Essas cartas contam histórias de diferentes estágios do começo. O louco é aquele que salta com só uma trouxinha de roupa nas costas, inebriado pelo impulso. O mago é quem começa mas já contando com algumas ferramentas.
Além dessas imagens, eu compartilhei alguns trechos do “Livro dos começos” da Noemi Jaffe, que pode funcionar como um oráculo, assim como o tarô, pois guarda sem uma ordem exata diferentes textos que falam só sobre o começo.
Minha ideia com esse exercício era pensar como existem diferentes formas de começar e como os começos podem representar sensações, experiências e fases particulares.
E você, que me lê, qual é o seu começo? E como é esse seu começar?
Laboratório criativo: Investigando projetos de escrita
Em fevereiro, inicio a 7º edição do Laboratório criativo Investigando projetos de escrita.
Esse é um laboratório de três encontros online em que realizamos exercícios de intenção para investigar e colocar em movimento projetos de escrita.
O laboratório se organiza da seguinte forma:
No 1º encontro, indagamos o que nos leva a escrever e como a escrita pode entrar na nossa rotina de forma recorrente. Já no 2º encontro analisamos projetos de outras pessoas que escrevem e investigamos quais são suas obsessões, quais temas e formas encontramos em suas escritas. No 3º encontro, compartilhamos os exercícios de investigação das pessoas participantes do laboratório e encaminhamos como transformar seus textos em projetos de escrita, como livros, zines e pesquisas.

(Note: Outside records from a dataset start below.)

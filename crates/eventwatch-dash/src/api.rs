//! HTTP client for the detection service.

use std::time::Duration;

use eventwatch_proto::protocol::{
    decode_event_list, error_message, DecodedEvents, Event, PayloadError, ServiceStatus,
    SessionConfig,
};
use reqwest::{Client, Response, StatusCode, Url};
use thiserror::Error;
use tracing::debug;

#[derive(Debug, Error)]
pub enum ApiError {
    #[error("request failed: {0}")]
    Transport(#[from] reqwest::Error),
    #[error("server returned {status}: {message}")]
    Status { status: StatusCode, message: String },
    #[error("invalid url: {0}")]
    InvalidUrl(String),
    #[error(transparent)]
    Payload(#[from] PayloadError),
}

#[derive(Clone)]
pub struct ApiClient {
    client: Client,
    /// Used for the push stream, which must not be cut off by the per-request
    /// timeout.
    stream_client: Client,
    base_url: String,
}

impl ApiClient {
    pub fn new(base_url: &str, request_timeout: Duration) -> Result<Self, ApiError> {
        let client = Client::builder()
            .user_agent(concat!("eventwatch/", env!("CARGO_PKG_VERSION")))
            .connect_timeout(request_timeout)
            .timeout(request_timeout)
            .build()?;
        let stream_client = Client::builder()
            .user_agent(concat!("eventwatch/", env!("CARGO_PKG_VERSION")))
            .connect_timeout(request_timeout)
            .build()?;
        Ok(Self {
            client,
            stream_client,
            base_url: base_url.trim_end_matches('/').to_string(),
        })
    }

    pub fn base_url(&self) -> &str {
        &self.base_url
    }

    fn url(&self, path: &str) -> String {
        format!("{}{}", self.base_url, path)
    }

    /// `GET /status`
    pub async fn status(&self) -> Result<ServiceStatus, ApiError> {
        let response = check(self.client.get(self.url("/status")).send().await?).await?;
        Ok(response.json().await?)
    }

    /// `GET /events?limit=N`, decoded record by record.
    pub async fn events(&self, limit: usize) -> Result<DecodedEvents, ApiError> {
        let response = check(
            self.client
                .get(self.url("/events"))
                .query(&[("limit", limit)])
                .send()
                .await?,
        )
        .await?;
        let body = response.bytes().await?;
        Ok(decode_event_list(&body)?)
    }

    /// `GET /events/{id}`
    pub async fn event(&self, id: i64) -> Result<Event, ApiError> {
        let response = check(
            self.client
                .get(self.url(&format!("/events/{}", id)))
                .send()
                .await?,
        )
        .await?;
        Ok(response.json().await?)
    }

    /// Turn a clip reference into a playable URL.
    ///
    /// The service serves clips from `GET /video?filepath=...`; the URL is
    /// probed with `HEAD` so a missing file is reported here rather than by
    /// the player.
    pub async fn resolve_clip(&self, clip_reference: &str) -> Result<String, ApiError> {
        let url = Url::parse_with_params(&self.url("/video"), &[("filepath", clip_reference)])
            .map_err(|e| ApiError::InvalidUrl(e.to_string()))?;
        debug!("api: probing clip {}", url);
        check(self.client.head(url.clone()).send().await?).await?;
        Ok(url.to_string())
    }

    /// `POST /start`
    pub async fn start(&self, session: &SessionConfig) -> Result<(), ApiError> {
        check(self.client.post(self.url("/start")).json(session).send().await?).await?;
        Ok(())
    }

    /// `POST /stop`
    pub async fn stop(&self) -> Result<(), ApiError> {
        check(self.client.post(self.url("/stop")).send().await?).await?;
        Ok(())
    }

    /// Open the push stream.  The caller reads the body incrementally.
    pub async fn open_stream(&self, path: &str) -> Result<Response, ApiError> {
        let response = self
            .stream_client
            .get(self.url(path))
            .header(reqwest::header::ACCEPT, "text/event-stream")
            .send()
            .await?;
        check(response).await
    }
}

/// Map a non-success status to `ApiError::Status`, pulling the server's
/// message out of the body when it has one.
async fn check(response: Response) -> Result<Response, ApiError> {
    let status = response.status();
    if status.is_success() {
        return Ok(response);
    }
    let body = response.bytes().await.unwrap_or_default();
    let message = error_message(&body).unwrap_or_else(|| {
        status
            .canonical_reason()
            .unwrap_or("unexpected status")
            .to_string()
    });
    Err(ApiError::Status { status, message })
}

#[cfg(test)]
mod tests {
    use super::*;

    #[test]
    fn test_base_url_trailing_slash() {
        let api = ApiClient::new("http://host:8000/", Duration::from_secs(1)).unwrap();
        assert_eq!(api.base_url(), "http://host:8000");
        assert_eq!(api.url("/status"), "http://host:8000/status");
    }

    #[test]
    fn test_status_error_display() {
        let err = ApiError::Status {
            status: StatusCode::NOT_FOUND,
            message: "Video file at path x not found".into(),
        };
        assert_eq!(
            err.to_string(),
            "server returned 404 Not Found: Video file at path x not found"
        );
    }
}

A 7º edição do laboratório vai acontecer às segundas-feiras do dia 26 de fevereiro a 11 de março, das 19h às 21h.
O valor da inscrição do laboratório é R$150,00. Você pode garantir sua vaga se inscrevendo no Formulário de inscrição! As vagas são limitadas até 15 participantes no máximo.
meu começar é sempre uma mistura de necessidade da inércia com rito de passagem. sinto que preciso estar relativamente confiante em alguma meta específica para buscar outra. recomecei recentemente saindo do meu trabalho e focando na minha profissão ao mesmo tempo que iniciei uma relação com a escrita de carinho, de reencontro, de quando eu tinha tempo pra fazer isso na adolescência, mas parei na fase adulta. prometi que assim que ficasse minimamente confortável com a minha carreira iria focar nela por ser um prazer com desconforto que me faz muito feliz.

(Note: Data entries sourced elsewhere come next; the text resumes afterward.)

//! Leaf sources: status poller, event poller and push-stream listener.
//!
//! Each runs as its own task, reports into the core through the
//! `DashboardEvent` channel and exits when its cancellation token fires or
//! the core's channel closes.  Failures are logged and retried: pollers on
//! their next tick, the stream listener after a backoff.

use std::time::{Duration, Instant};

use eventwatch_proto::protocol::decode_push;
use eventwatch_proto::sse::SseDecoder;
use futures_util::StreamExt;
use rand::Rng;
use tokio::sync::mpsc;
use tokio::task::JoinHandle;
use tokio::time::MissedTickBehavior;
use tokio_util::sync::CancellationToken;
use tracing::{debug, info, warn};

use crate::api::ApiClient;
use crate::core::DashboardEvent;
use crate::reconciler::Snapshot;

/// A running source and the token that stops it.
pub struct SourceHandle {
    cancel: CancellationToken,
    task: JoinHandle<()>,
}

impl SourceHandle {
    pub fn stop(self) {
        self.cancel.cancel();
    }

    pub fn is_finished(&self) -> bool {
        self.task.is_finished()
    }
}

fn ticker(interval: Duration) -> tokio::time::Interval {
    let mut ticker = tokio::time::interval(interval);
    ticker.set_missed_tick_behavior(MissedTickBehavior::Delay);
    ticker
}

/// Query `GET /status` every `interval`, starting immediately.
pub fn spawn_status_poller(
    api: ApiClient,
    interval: Duration,
    tx: mpsc::Sender<DashboardEvent>,
    cancel: CancellationToken,
) -> SourceHandle {
    let token = cancel.clone();
    let task = tokio::spawn(async move {
        let mut ticker = ticker(interval);
        loop {
            tokio::select! {
                _ = token.cancelled() => break,
                _ = ticker.tick() => {}
            }
            let result = tokio::select! {
                _ = token.cancelled() => break,
                r = api.status() => r,
            };
            match result {
                Ok(status) => {
                    debug!(
                        "status: active={} stream={:?}",
                        status.service_active, status.stream_url
                    );
                    if tx.send(DashboardEvent::StatusReading(status)).await.is_err() {
                        break;
                    }
                }
                Err(e) => warn!("status poll failed: {}", e),
            }
        }
        debug!("status poller stopped");
    });
    SourceHandle { cancel, task }
}

/// Fetch the newest `limit` events every `interval`, starting immediately.
pub fn spawn_event_poller(
    api: ApiClient,
    interval: Duration,
    limit: usize,
    tx: mpsc::Sender<DashboardEvent>,
    cancel: CancellationToken,
) -> SourceHandle {
    let token = cancel.clone();
    let task = tokio::spawn(async move {
        let mut ticker = ticker(interval);
        loop {
            tokio::select! {
                _ = token.cancelled() => break,
                _ = ticker.tick() => {}
            }
            let requested_at = Instant::now();
            let result = tokio::select! {
                _ = token.cancelled() => break,
                r = api.events(limit) => r,
            };
            match result {
                Ok(decoded) => {
                    if decoded.rejected > 0 {
                        warn!(
                            "event poll: {} malformed record(s) skipped",
                            decoded.rejected
                        );
                    }
                    let snapshot = Snapshot {
                        requested_at,
                        events: decoded.events,
                    };
                    if tx.send(DashboardEvent::Snapshot(snapshot)).await.is_err() {
                        break;
                    }
                }
                Err(e) => warn!("event poll failed: {}", e),
            }
        }
        debug!("event poller stopped");
    });
    SourceHandle { cancel, task }
}

/// Reconnect delay: 1 s doubling per failed attempt, capped, plus jitter.
pub fn backoff_delay(attempt: u32, max: Duration) -> Duration {
    let exp = 2u64.saturating_pow(attempt.saturating_sub(1).min(16));
    let base = Duration::from_millis(1000u64.saturating_mul(exp)).min(max);
    let jitter = rand::thread_rng().gen_range(0..250);
    base + Duration::from_millis(jitter)
}

/// Subscribe to the push stream, reconnecting until cancelled.
pub fn spawn_stream_listener(
    api: ApiClient,
    path: String,
    max_backoff: Duration,
    tx: mpsc::Sender<DashboardEvent>,
    cancel: CancellationToken,
) -> SourceHandle {
    let token = cancel.clone();
    let task = tokio::spawn(async move {
        let mut attempt = 0u32;
        let mut decoder = SseDecoder::new();
        'outer: loop {
            if attempt > 0 {
                let delay = backoff_delay(attempt, max_backoff);
                info!("stream: reconnecting in {}ms (attempt {})", delay.as_millis(), attempt);
                tokio::select! {
                    _ = token.cancelled() => break,
                    _ = tokio::time::sleep(delay) => {}
                }
            }
            attempt += 1;

            let response = tokio::select! {
                _ = token.cancelled() => break,
                r = api.open_stream(&path) => r,
            };
            let response = match response {
                Ok(r) => r,
                Err(e) => {
                    warn!("stream: connect failed: {}", e);
                    continue;
                }
            };
            info!("stream: connected to {}", path);
            decoder.reset();
            let mut body = response.bytes_stream();
            loop {
                let next = tokio::select! {
                    _ = token.cancelled() => break 'outer,
                    n = body.next() => n,
                };
                let chunk = match next {
                    Some(Ok(c)) => c,
                    Some(Err(e)) => {
                        warn!("stream: read error: {}", e);
                        break;
                    }
                    None => {
                        info!("stream: closed by server");
                        break;
                    }
                };
                // a delivered chunk means the connection is healthy again
                attempt = 1;
                for message in decoder.feed(&chunk) {
                    match decode_push(&message) {
                        Ok(event) => {
                            if tx.send(DashboardEvent::Push(event)).await.is_err() {
                                break 'outer;
                            }
                        }
                        Err(e) => warn!("stream: dropping message: {}", e),
                    }
                }
            }
        }
        debug!("stream listener stopped");
    });
    SourceHandle { cancel, task }
}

Gostoso demais perceber que quando a gente se propõe a se abrir para o novo, o "universo" se encarrega de colocar no nosso caminho pessoas, conversas, textos que dialogam com o que a gente precisa no momento. Sincronicidade incrível com meu momento por aqui. Obrigada pelo texto. Um dia ainda vou fazer as suas oficinas de escrita!